A couple of the outstanding flaws in the judgment:
"When the ISP sends a CIR to a subscriber, it is not "monitoring" any information. It is simply reporting to the subscriber that, according to information received from another person, the subscriber has infringed the rights of a copyright owner. Similarly, when the ISP sends a CIL to a copyright owner, it is not "monitoring" any information. It is simply reporting to the copyright owner that, according to information held by the ISP, a particular subscriber, identified through the IP address or addresses, has infringed the owner's rights on a number of occasions (to be specified in the code)." (para. 116; my emaphasis)
"Under the DEA, on the other hand, the copyright owner will routinely and systematically receive CILs that, in practically every case, will accurately identify the subscriber/infringer and the extent of copyright infringement." (para. 228; my emphasis) 
It would perhaps be unkind to wish upon the architects of the Digital Economy Act, the rights holders' organised lobbyists and Mr Justice Parker that members of their direct families might receive incorrect accusations of copyright infringment, but if that is what it takes before they realise that an IP address ≠ an infringer (in fact, it doesn't even necessarily relate to a subscriber), then so be it. It was their decision after all; it's not as though they weren't told.


#2 Filesharers adapt

There are already so many ways that the measures set up in the Digital Economy Act can be circumvented by those that wish to pirate. All the DEA will do, once the provisions kick-in, is alienate the customers of the ISPs (and, in practical terms, for the purposes of discussing lost revenue, that's the same customers as of the content producers and the rights holders).

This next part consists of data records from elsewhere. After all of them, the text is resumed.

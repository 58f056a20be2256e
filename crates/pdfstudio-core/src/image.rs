//! Raster images prepared for embedding as PDF image XObjects
//!
//! JPEG data is embedded unchanged behind a DCTDecode filter. PNG data is
//! decoded to 8-bit samples, split into color and alpha planes and
//! Flate-compressed.

use crate::error::PdfStudioError;
use flate2::write::ZlibEncoder;
use flate2::Compression;
use std::io::Write;

const JPEG_MAGIC: &[u8] = &[0xFF, 0xD8, 0xFF];
const PNG_MAGIC: &[u8] = b"\x89PNG\r\n\x1a\n";

#[derive(Debug, Clone, Copy, PartialEq, Eq)]
pub enum ImageKind {
    Jpeg,
    Png,
}

impl ImageKind {
    /// Identify an image by its leading magic bytes
    pub fn sniff(bytes: &[u8]) -> Option<Self> {
        if bytes.starts_with(JPEG_MAGIC) {
            Some(ImageKind::Jpeg)
        } else if bytes.starts_with(PNG_MAGIC) {
            Some(ImageKind::Png)
        } else {
            None
        }
    }
}

#[derive(Debug, Clone, Copy, PartialEq, Eq)]
pub enum ColorSpace {
    DeviceGray,
    DeviceRgb,
    DeviceCmyk,
}

impl ColorSpace {
    pub fn pdf_name(&self) -> &'static [u8] {
        match self {
            ColorSpace::DeviceGray => b"DeviceGray",
            ColorSpace::DeviceRgb => b"DeviceRGB",
            ColorSpace::DeviceCmyk => b"DeviceCMYK",
        }
    }

    fn from_components(components: u8) -> Result<Self, PdfStudioError> {
        match components {
            1 => Ok(ColorSpace::DeviceGray),
            3 => Ok(ColorSpace::DeviceRgb),
            4 => Ok(ColorSpace::DeviceCmyk),
            n => Err(PdfStudioError::InvalidInput(format!(
                "Unsupported JPEG with {} color components",
                n
            ))),
        }
    }
}

/// Stream filter the image samples are stored under
#[derive(Debug, Clone, Copy, PartialEq, Eq)]
pub enum ImageFilter {
    DctDecode,
    FlateDecode,
}

impl ImageFilter {
    pub fn pdf_name(&self) -> &'static [u8] {
        match self {
            ImageFilter::DctDecode => b"DCTDecode",
            ImageFilter::FlateDecode => b"FlateDecode",
        }
    }
}

/// An image ready to become an XObject
#[derive(Debug, Clone)]
pub struct RasterImage {
    pub width: u32,
    pub height: u32,
    pub color_space: ColorSpace,
    pub filter: ImageFilter,
    /// Encoded sample data, already under `filter`
    pub data: Vec<u8>,
    /// Flate-compressed 8-bit alpha plane
    pub soft_mask: Option<Vec<u8>>,
}

impl RasterImage {
    /// Decode a JPEG or PNG file
    pub fn from_bytes(bytes: &[u8]) -> Result<Self, PdfStudioError> {
        match ImageKind::sniff(bytes) {
            Some(ImageKind::Jpeg) => Self::from_jpeg(bytes),
            Some(ImageKind::Png) => Self::from_png(bytes),
            None => Err(PdfStudioError::InvalidInput(
                "Only JPEG and PNG images can be converted".into(),
            )),
        }
    }

    pub fn from_jpeg(bytes: &[u8]) -> Result<Self, PdfStudioError> {
        let (width, height, components) = read_jpeg_frame(bytes)?;
        Ok(Self {
            width,
            height,
            color_space: ColorSpace::from_components(components)?,
            filter: ImageFilter::DctDecode,
            data: bytes.to_vec(),
            soft_mask: None,
        })
    }

    pub fn from_png(bytes: &[u8]) -> Result<Self, PdfStudioError> {
        let mut decoder = png::Decoder::new(bytes);
        decoder.set_transformations(png::Transformations::EXPAND | png::Transformations::STRIP_16);
        let mut reader = decoder
            .read_info()
            .map_err(|e| PdfStudioError::InvalidInput(format!("Unreadable PNG: {}", e)))?;

        let mut buffer = vec![0; reader.output_buffer_size()];
        let frame = reader
            .next_frame(&mut buffer)
            .map_err(|e| PdfStudioError::InvalidInput(format!("Unreadable PNG: {}", e)))?;
        buffer.truncate(frame.buffer_size());

        let (color_space, samples, alpha) = match frame.color_type {
            png::ColorType::Grayscale => (ColorSpace::DeviceGray, buffer, None),
            png::ColorType::Rgb => (ColorSpace::DeviceRgb, buffer, None),
            png::ColorType::GrayscaleAlpha => {
                let (gray, alpha) = split_alpha(&buffer, 1);
                (ColorSpace::DeviceGray, gray, Some(alpha))
            }
            png::ColorType::Rgba => {
                let (rgb, alpha) = split_alpha(&buffer, 3);
                (ColorSpace::DeviceRgb, rgb, Some(alpha))
            }
            png::ColorType::Indexed => {
                return Err(PdfStudioError::InvalidInput(
                    "Palette PNG could not be expanded".into(),
                ))
            }
        };

        // Fully opaque alpha planes are not worth a soft mask
        let alpha = alpha.filter(|plane| plane.iter().any(|&a| a != u8::MAX));

        Ok(Self {
            width: frame.width,
            height: frame.height,
            color_space,
            filter: ImageFilter::FlateDecode,
            data: deflate(&samples)?,
            soft_mask: alpha.map(|plane| deflate(&plane)).transpose()?,
        })
    }
}

/// Split interleaved 8-bit samples into color and alpha planes
fn split_alpha(samples: &[u8], color_channels: usize) -> (Vec<u8>, Vec<u8>) {
    let stride = color_channels + 1;
    let pixels = samples.len() / stride;
    let mut color = Vec::with_capacity(pixels * color_channels);
    let mut alpha = Vec::with_capacity(pixels);
    for pixel in samples.chunks_exact(stride) {
        color.extend_from_slice(&pixel[..color_channels]);
        alpha.push(pixel[color_channels]);
    }
    (color, alpha)
}

fn deflate(data: &[u8]) -> Result<Vec<u8>, PdfStudioError> {
    let mut encoder = ZlibEncoder::new(Vec::new(), Compression::default());
    encoder
        .write_all(data)
        .map_err(|e| PdfStudioError::Commit(format!("Image compression failed: {}", e)))?;
    encoder
        .finish()
        .map_err(|e| PdfStudioError::Commit(format!("Image compression failed: {}", e)))
}

/// Width, height and component count from the first SOF segment
fn read_jpeg_frame(data: &[u8]) -> Result<(u32, u32, u8), PdfStudioError> {
    let truncated = || PdfStudioError::InvalidInput("Truncated JPEG header".into());

    if !data.starts_with(&JPEG_MAGIC[..2]) {
        return Err(PdfStudioError::InvalidInput("Not a JPEG image".into()));
    }

    let mut pos = 2;
    while pos + 1 < data.len() {
        if data[pos] != 0xFF {
            pos += 1;
            continue;
        }
        let marker = data[pos + 1];
        pos += 2;

        match marker {
            // Fill bytes, stuffed zero, standalone markers
            0xFF | 0x00 | 0x01 | 0xD0..=0xD7 => continue,
            0xD9 | 0xDA => break,
            0xC0..=0xCF if !matches!(marker, 0xC4 | 0xC8 | 0xCC) => {
                let segment = data.get(pos..pos + 8).ok_or_else(truncated)?;
                let height = u16::from_be_bytes([segment[3], segment[4]]) as u32;
                let width = u16::from_be_bytes([segment[5], segment[6]]) as u32;
                let components = segment[7];
                if width == 0 || height == 0 {
                    return Err(PdfStudioError::InvalidInput(
                        "JPEG has zero width or height".into(),
                    ));
                }
                return Ok((width, height, components));
            }
            _ => {
                let length = data.get(pos..pos + 2).ok_or_else(truncated)?;
                pos += u16::from_be_bytes([length[0], length[1]]) as usize;
            }
        }
    }

    Err(PdfStudioError::InvalidInput(
        "Could not find JPEG dimensions".into(),
    ))
}
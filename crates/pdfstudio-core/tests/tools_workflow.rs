//! Single-shot tools against generated documents

use lopdf::Document;
use pdfstudio_core::config::WatermarkConfig;
use pdfstudio_core::test_support::{create_test_pdf, shown_strings};
use pdfstudio_core::{tools, validate_pdf, PdfStudioError, ToolCommand, ToolResult};
use pretty_assertions::assert_eq;

fn page_texts(bytes: &[u8]) -> Vec<Vec<String>> {
    let count = Document::load_mem(bytes).unwrap().get_pages().len();
    (1..=count).map(|p| shown_strings(bytes, p)).collect()
}

fn single(text: &str) -> Vec<String> {
    vec![text.to_string()]
}

#[test]
fn merge_then_extract_then_delete() {
    let merged = tools::merge(&[create_test_pdf(2), create_test_pdf(3)]).unwrap();
    assert_eq!(validate_pdf(&merged.bytes, 50).unwrap().page_count, 5);

    let extracted = tools::extract(&merged.bytes, "2-4").unwrap();
    assert_eq!(
        page_texts(&extracted.bytes),
        vec![single("Page 2"), single("Page 1"), single("Page 2")]
    );

    let cleaned = tools::delete_page(&extracted.bytes, "1").unwrap();
    assert_eq!(cleaned.file_name, "Cleaned_Document.pdf");
    assert_eq!(page_texts(&cleaned.bytes), vec![single("Page 1"), single("Page 2")]);
}

#[test]
fn range_errors_surface_unchanged() {
    let pdf = create_test_pdf(3);
    assert!(matches!(tools::extract(&pdf, "3-1"), Err(PdfStudioError::InvalidRange(_))));
    assert!(matches!(tools::extract(&pdf, "4"), Err(PdfStudioError::InvalidPage(_))));
    assert!(matches!(tools::delete_page(&pdf, "1-2"), Err(PdfStudioError::InvalidRange(_))));
}

#[test]
fn watermark_and_numbers_stack() {
    let marked = tools::watermark(&create_test_pdf(2), "DRAFT", &WatermarkConfig::default()).unwrap();
    let numbered = tools::page_numbers(&marked.bytes).unwrap();

    assert_eq!(
        page_texts(&numbered.bytes),
        vec![
            vec!["Page 1".to_string(), "DRAFT".to_string(), "Page 1 of 2".to_string()],
            vec!["Page 2".to_string(), "DRAFT".to_string(), "Page 2 of 2".to_string()],
        ]
    );
}

#[test]
fn json_command_round_trip() {
    let json = serde_json::json!({
        "type": "Rotate",
        "file": create_test_pdf(1),
        "degrees": 90,
    });
    let command: ToolCommand = serde_json::from_value(json).unwrap();
    let result = ToolResult::from_command(&command);

    assert!(result.success);
    assert_eq!(result.file_name.as_deref(), Some("Rotated_Document.pdf"));
}
//! Page selector parsing for extraction and deletion
//!
//! Users type 1-based page numbers ("3") or inclusive intervals ("2-5");
//! everything past this module works with zero-based page indices.

use crate::error::PdfStudioError;

const SEPARATOR: char = '-';

/// A validated page selector, zero-based and within the document
#[derive(Debug, Clone, Copy, PartialEq, Eq)]
pub enum RangeSelector {
    Single(usize),
    /// Inclusive on both ends, `start <= end`
    Range(usize, usize),
}

impl RangeSelector {
    /// Parse a selector like "3" or "2-5" against a document of `page_count` pages
    pub fn parse(input: &str, page_count: usize) -> Result<Self, PdfStudioError> {
        let input = input.trim();

        if input.contains(SEPARATOR) {
            let parts: Vec<&str> = input.split(SEPARATOR).collect();
            if parts.len() != 2 {
                return Err(PdfStudioError::InvalidRange(format!(
                    "Expected \"start-end\", got \"{}\"",
                    input
                )));
            }

            let first = parse_number(parts[0], input)?;
            let last = parse_number(parts[1], input)?;
            let start = first - 1;
            let end = last - 1;

            if start < 0 || end >= page_count as i64 || start > end {
                return Err(PdfStudioError::InvalidRange(format!(
                    "{}-{} is not a valid range for a {}-page document",
                    first, last, page_count
                )));
            }

            Ok(RangeSelector::Range(start as usize, end as usize))
        } else {
            let number = parse_number(input, input)?;
            let target = number - 1;

            if target < 0 || target >= page_count as i64 {
                return Err(PdfStudioError::InvalidPage(format!(
                    "Page {} does not exist (document has {} pages)",
                    number, page_count
                )));
            }

            Ok(RangeSelector::Single(target as usize))
        }
    }

    /// Zero-based indices in ascending order
    pub fn indices(&self) -> Vec<usize> {
        match *self {
            RangeSelector::Single(index) => vec![index],
            RangeSelector::Range(start, end) => (start..=end).collect(),
        }
    }

    /// Number of pages the selector covers
    pub fn page_count(&self) -> usize {
        match *self {
            RangeSelector::Single(_) => 1,
            RangeSelector::Range(start, end) => end - start + 1,
        }
    }
}

/// Parse a selector and return the zero-based indices it covers
pub fn parse_page_selector(input: &str, page_count: usize) -> Result<Vec<usize>, PdfStudioError> {
    RangeSelector::parse(input, page_count).map(|selector| selector.indices())
}

/// Parse a single page number (deletion only accepts this form)
pub fn parse_single_page(input: &str, page_count: usize) -> Result<usize, PdfStudioError> {
    match RangeSelector::parse(input, page_count) {
        Ok(RangeSelector::Single(index)) => Ok(index),
        Ok(RangeSelector::Range(..)) => Err(PdfStudioError::InvalidRange(format!(
            "Expected a single page number, got \"{}\"",
            input.trim()
        ))),
        Err(PdfStudioError::InvalidRange(_)) if input.contains(SEPARATOR) => {
            Err(PdfStudioError::InvalidRange(format!(
                "Expected a single page number, got \"{}\"",
                input.trim()
            )))
        }
        Err(e) => Err(e),
    }
}

fn parse_number(part: &str, input: &str) -> Result<i64, PdfStudioError> {
    let part = part.trim();
    if part.is_empty() {
        return Err(PdfStudioError::InvalidRange(format!(
            "Missing page number in \"{}\"",
            input
        )));
    }
    part.parse::<i64>()
        .map_err(|_| PdfStudioError::InvalidRange(format!("\"{}\" is not a page number", part)))
}

#[cfg(test)]
mod tests {
    use super::*;
    use pretty_assertions::assert_eq;

    #[test]
    fn test_single_page() {
        assert_eq!(parse_page_selector("3", 10).unwrap(), vec![2]);
    }

    #[test]
    fn test_range_is_inclusive_and_zero_based() {
        assert_eq!(parse_page_selector("2-5", 10).unwrap(), vec![1, 2, 3, 4]);
    }

    #[test]
    fn test_range_spanning_whole_document() {
        assert_eq!(parse_page_selector("1-3", 3).unwrap(), vec![0, 1, 2]);
    }

    #[test]
    fn test_single_page_range() {
        let selector = RangeSelector::parse("4-4", 10).unwrap();
        assert_eq!(selector, RangeSelector::Range(3, 3));
        assert_eq!(selector.page_count(), 1);
    }

    #[test]
    fn test_whitespace_is_ignored() {
        assert_eq!(parse_page_selector("  2 - 3 ", 10).unwrap(), vec![1, 2]);
        assert_eq!(parse_page_selector(" 7\n", 10).unwrap(), vec![6]);
    }

    #[test]
    fn test_reversed_range_fails() {
        assert!(matches!(
            parse_page_selector("5-2", 10),
            Err(PdfStudioError::InvalidRange(_))
        ));
    }

    #[test]
    fn test_range_past_end_fails() {
        assert!(matches!(
            parse_page_selector("3-20", 10),
            Err(PdfStudioError::InvalidRange(_))
        ));
    }

    #[test]
    fn test_range_starting_at_zero_fails() {
        assert!(matches!(
            parse_page_selector("0-3", 10),
            Err(PdfStudioError::InvalidRange(_))
        ));
    }

    #[test]
    fn test_page_zero_fails_as_invalid_page() {
        assert!(matches!(
            parse_page_selector("0", 10),
            Err(PdfStudioError::InvalidPage(_))
        ));
    }

    #[test]
    fn test_page_past_end_fails_as_invalid_page() {
        assert!(matches!(
            parse_page_selector("11", 10),
            Err(PdfStudioError::InvalidPage(_))
        ));
    }

    #[test]
    fn test_non_numeric_fails_as_invalid_range() {
        for input in ["", "   ", "abc", "3x", "-", "-3", "1-", "a-b", "1-2-3", "1.5"] {
            assert!(
                matches!(
                    parse_page_selector(input, 10),
                    Err(PdfStudioError::InvalidRange(_))
                ),
                "expected InvalidRange for {:?}",
                input
            );
        }
    }

    #[test]
    fn test_empty_document_rejects_everything() {
        assert!(parse_page_selector("1", 0).is_err());
        assert!(parse_page_selector("1-1", 0).is_err());
    }

    #[test]
    fn test_single_page_form() {
        assert_eq!(parse_single_page("1", 3).unwrap(), 0);
        assert_eq!(parse_single_page(" 3 ", 3).unwrap(), 2);
    }

    #[test]
    fn test_single_page_form_rejects_ranges() {
        assert!(matches!(
            parse_single_page("1-2", 3),
            Err(PdfStudioError::InvalidRange(_))
        ));
        assert!(matches!(
            parse_single_page("2-9", 3),
            Err(PdfStudioError::InvalidRange(_))
        ));
    }

    #[test]
    fn test_single_page_form_bounds() {
        assert!(matches!(
            parse_single_page("4", 3),
            Err(PdfStudioError::InvalidPage(_))
        ));
        assert!(matches!(
            parse_single_page("x", 3),
            Err(PdfStudioError::InvalidRange(_))
        ));
    }
}

#[cfg(test)]
mod proptests {
    use super::*;
    use proptest::prelude::*;

    proptest! {
        /// Every valid page number maps to exactly its zero-based index
        #[test]
        fn every_page_number_parses(page_count in 1usize..500, seed in 0usize..500) {
            let k = seed % page_count + 1;
            prop_assert_eq!(parse_page_selector(&k.to_string(), page_count).unwrap(), vec![k - 1]);
        }

        /// One past either end is rejected as an invalid page
        #[test]
        fn out_of_bounds_pages_fail(page_count in 1usize..500) {
            let zero = parse_page_selector("0", page_count);
            let past_end = parse_page_selector(&(page_count + 1).to_string(), page_count);
            prop_assert!(matches!(zero, Err(PdfStudioError::InvalidPage(_))));
            prop_assert!(matches!(past_end, Err(PdfStudioError::InvalidPage(_))));
        }

        /// Valid ranges yield contiguous ascending indices of the right length
        #[test]
        fn valid_ranges_are_contiguous(page_count in 1usize..200, a in 0usize..200, b in 0usize..200) {
            let start = a % page_count + 1;
            let end = b % page_count + 1;
            let (start, end) = (start.min(end), start.max(end));

            let indices = parse_page_selector(&format!("{}-{}", start, end), page_count).unwrap();
            prop_assert_eq!(indices.len(), end - start + 1);
            prop_assert_eq!(indices[0], start - 1);
            prop_assert!(indices.windows(2).all(|w| w[1] == w[0] + 1));
            prop_assert!(indices.iter().all(|&i| i < page_count));
        }

        /// Parsing never panics on arbitrary input
        #[test]
        fn arbitrary_input_never_panics(input in "\\PC{0,20}", page_count in 0usize..50) {
            let _ = parse_page_selector(&input, page_count);
            let _ = parse_single_page(&input, page_count);
        }
    }
}
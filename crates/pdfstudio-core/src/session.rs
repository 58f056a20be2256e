//! Stateful multi-page editing session
//!
//! One session backs one open organize or edit panel. It owns the raw bytes
//! of the loaded document, the page order the user is building and the
//! annotations typed on each page, and turns them into a new PDF on commit.
//!
//! A session is either unloaded or loaded. `load` enters the loaded state;
//! a successful commit or `reset` leaves it.

use crate::annotations::{Annotation, AnnotationStore};
use crate::config::EditorConfig;
use crate::coords::OverlayMapping;
use crate::engine::{PdfDocument, TextPlacement};
use crate::error::PdfStudioError;
use crate::page_order::{DropPlacement, PageOrderModel};
use tracing::{debug, info};

pub const ORGANIZED_FILE_NAME: &str = "Organized_Document.pdf";
pub const EDITED_FILE_NAME: &str = "Edited_Document.pdf";

#[derive(Debug, Clone, Copy, PartialEq, Eq)]
pub enum Direction {
    Previous,
    Next,
}

/// Rasterizes a page for display behind the overlay
pub trait PageRenderer {
    type Output;

    /// `document` is an independent copy; the renderer may consume it
    fn render(
        &mut self,
        document: Vec<u8>,
        page_index: usize,
        scale: f64,
    ) -> Result<Self::Output, PdfStudioError>;
}

/// A finished document ready for download
#[derive(Debug, Clone, PartialEq, Eq)]
pub struct CommitOutput {
    pub file_name: String,
    pub bytes: Vec<u8>,
}

#[derive(Debug)]
struct LoadedDocument {
    raw: Vec<u8>,
    page_count: usize,
    /// 1-based
    current_page: usize,
    order: PageOrderModel,
    annotations: AnnotationStore,
}

#[derive(Debug)]
pub struct EditSession {
    loaded: Option<LoadedDocument>,
    mapping: OverlayMapping,
    font_size: f64,
}

impl Default for EditSession {
    fn default() -> Self {
        Self::new(&EditorConfig::default())
    }
}

impl EditSession {
    pub fn new(config: &EditorConfig) -> Self {
        Self {
            loaded: None,
            mapping: config.overlay_mapping(),
            font_size: config.font_size,
        }
    }

    /// Parse `bytes` and start a fresh session on page 1.
    ///
    /// Any previous session is discarded, even when loading fails.
    pub fn load(&mut self, bytes: Vec<u8>) -> Result<usize, PdfStudioError> {
        self.loaded = None;

        let page_count = PdfDocument::load(&bytes)?.page_count();
        if page_count == 0 {
            return Err(PdfStudioError::DocumentLoad("Document has no pages".into()));
        }

        info!(pages = page_count, bytes = bytes.len(), "Document loaded into edit session");
        self.loaded = Some(LoadedDocument {
            raw: bytes,
            page_count,
            current_page: 1,
            order: PageOrderModel::new(page_count),
            annotations: AnnotationStore::new(),
        });
        Ok(page_count)
    }

    pub fn is_loaded(&self) -> bool {
        self.loaded.is_some()
    }

    pub fn page_count(&self) -> Option<usize> {
        self.loaded.as_ref().map(|l| l.page_count)
    }

    /// 1-based page currently shown
    pub fn current_page(&self) -> Option<usize> {
        self.loaded.as_ref().map(|l| l.current_page)
    }

    /// The unmodified bytes the session was loaded from
    pub fn document_bytes(&self) -> Option<&[u8]> {
        self.loaded.as_ref().map(|l| l.raw.as_slice())
    }

    pub fn page_order(&self) -> Option<&PageOrderModel> {
        self.loaded.as_ref().map(|l| &l.order)
    }

    pub fn annotations(&self) -> Option<&AnnotationStore> {
        self.loaded.as_ref().map(|l| &l.annotations)
    }

    pub fn mapping(&self) -> OverlayMapping {
        self.mapping
    }

    /// Drag-and-drop of one page thumbnail onto another
    pub fn drop_page(
        &mut self,
        dragged: usize,
        target: usize,
    ) -> Result<Option<DropPlacement>, PdfStudioError> {
        let placement = self.require_loaded_mut()?.order.drop_onto(dragged, target)?;
        debug!(dragged, target, ?placement, "Page dropped");
        Ok(placement)
    }

    pub fn move_page_before(&mut self, moved: usize, target: usize) -> Result<(), PdfStudioError> {
        self.require_loaded_mut()?.order.move_before(moved, target)
    }

    pub fn move_page_after(&mut self, moved: usize, target: usize) -> Result<(), PdfStudioError> {
        self.require_loaded_mut()?.order.move_after(moved, target)
    }

    /// Leave the current page for its neighbour.
    ///
    /// `live` is what the overlay holds for the page being left. Returns the
    /// annotations to show on the new page, or `None` when there is no page in
    /// that direction (nothing is saved in that case).
    pub fn navigate(&mut self, direction: Direction, live: &[Annotation]) -> Option<Vec<Annotation>> {
        let loaded = self.loaded.as_mut()?;
        let from = loaded.current_page;
        let to = match direction {
            Direction::Previous if from > 1 => from - 1,
            Direction::Next if from < loaded.page_count => from + 1,
            _ => return None,
        };

        loaded.annotations.save_page(from, live);
        loaded.current_page = to;
        let restored = loaded.annotations.restore_page(to);
        debug!(from, to, restored = restored.len(), "Navigated");
        Some(restored)
    }

    /// Write the pages out in the dragged order and end the session
    pub fn commit_reorder(&mut self) -> Result<CommitOutput, PdfStudioError> {
        let loaded = self.require_loaded()?;
        let mut doc = fresh_copy(&loaded.raw)?;
        doc.copy_pages(loaded.order.final_order())?;
        let bytes = doc.save()?;

        info!(
            pages = loaded.page_count,
            identity = loaded.order.is_identity(),
            bytes = bytes.len(),
            "Reorder committed"
        );
        self.loaded = None;
        Ok(CommitOutput {
            file_name: ORGANIZED_FILE_NAME.to_string(),
            bytes,
        })
    }

    /// Burn every stored annotation into its page and end the session.
    ///
    /// `live` is the overlay content of the page in view, which has not been
    /// saved by a navigation yet.
    pub fn commit_edits(&mut self, live: &[Annotation]) -> Result<CommitOutput, PdfStudioError> {
        let loaded = self.require_loaded_mut()?;
        let current = loaded.current_page;
        loaded.annotations.save_page(current, live);

        let loaded = self.require_loaded()?;
        let mut doc = fresh_copy(&loaded.raw)?;
        for (page_number, annotations) in loaded.annotations.entries() {
            let index = page_number - 1;
            let page_height = doc.page_size(index)?.height;
            for annotation in annotations {
                let (x, y) = self.mapping.to_document_space(
                    annotation.overlay_left,
                    annotation.overlay_top,
                    page_height,
                );
                let placement = TextPlacement::new(annotation.text.clone(), x, y, self.font_size);
                doc.draw_text(index, &placement)?;
            }
        }
        let bytes = doc.save()?;

        info!(
            annotations = loaded.annotations.annotation_count(),
            pages = loaded.annotations.annotated_pages().len(),
            "Edits committed"
        );
        self.loaded = None;
        Ok(CommitOutput {
            file_name: EDITED_FILE_NAME.to_string(),
            bytes,
        })
    }

    /// Discard the session without producing output
    pub fn reset(&mut self) {
        if self.loaded.take().is_some() {
            debug!("Edit session reset");
        }
    }

    /// Render the 1-based `page_number` at the configured scale
    pub fn render_page<R: PageRenderer>(
        &self,
        renderer: &mut R,
        page_number: usize,
    ) -> Result<R::Output, PdfStudioError> {
        let loaded = self.require_loaded()?;
        if page_number == 0 || page_number > loaded.page_count {
            return Err(PdfStudioError::InvalidPage(format!(
                "Page {} does not exist (document has {} pages)",
                page_number, loaded.page_count
            )));
        }
        renderer.render(loaded.raw.clone(), page_number - 1, self.mapping.render_scale)
    }

    fn require_loaded(&self) -> Result<&LoadedDocument, PdfStudioError> {
        self.loaded.as_ref().ok_or_else(not_loaded)
    }

    fn require_loaded_mut(&mut self) -> Result<&mut LoadedDocument, PdfStudioError> {
        self.loaded.as_mut().ok_or_else(not_loaded)
    }
}

fn not_loaded() -> PdfStudioError {
    PdfStudioError::InvalidInput("No document is loaded".into())
}

/// Each commit starts from the original bytes so a failed attempt leaves no trace
fn fresh_copy(raw: &[u8]) -> Result<PdfDocument, PdfStudioError> {
    PdfDocument::load(raw).map_err(|e| PdfStudioError::Commit(e.to_string()))
}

While it may not be arcane knowledge, terminology such as 'cyber lockers', 'seed boxes' and VPNs are not currently everyday terminology to the layman. They may soon be. As could have been anticipated by anyone with an ounce of foresight (not those that drafted the DEA then), filesharing will simply disappear underground. Everyone will do doing it but it will no longer be on the radar. And once you've forced individuals to identify themselves as filesharers you've created a self-fullfilling prophecy in those people. If someone signs up to a VPN you can be certain that they'll want 'value for money' from it; they'll torrent more than they ever did before.

People will get wise, and educated pirates are far more 'dangerous' to the creative industries than casual downloads by bored teens keen to get the latest album ASAP. There are already online very accessible 'shopping lists' as to how the DEA can be bypassed.

People that want to pirate won't be stopped, and they won't be identified. All that will be left for the provisions of the Act to 'notify' will be grannies with hacked wifi, public providers and those suffering the annoyance of wrongful accusations caused by the creative industries' flawed monitoring or ISPs data mishaps.

It's been estimated that the provisions of the Act will cost £500 million (intended to prevent an alleged loss of £200 million* by the creative industries). That's a whole lot of money for a whole lot of uneconomic aggravation.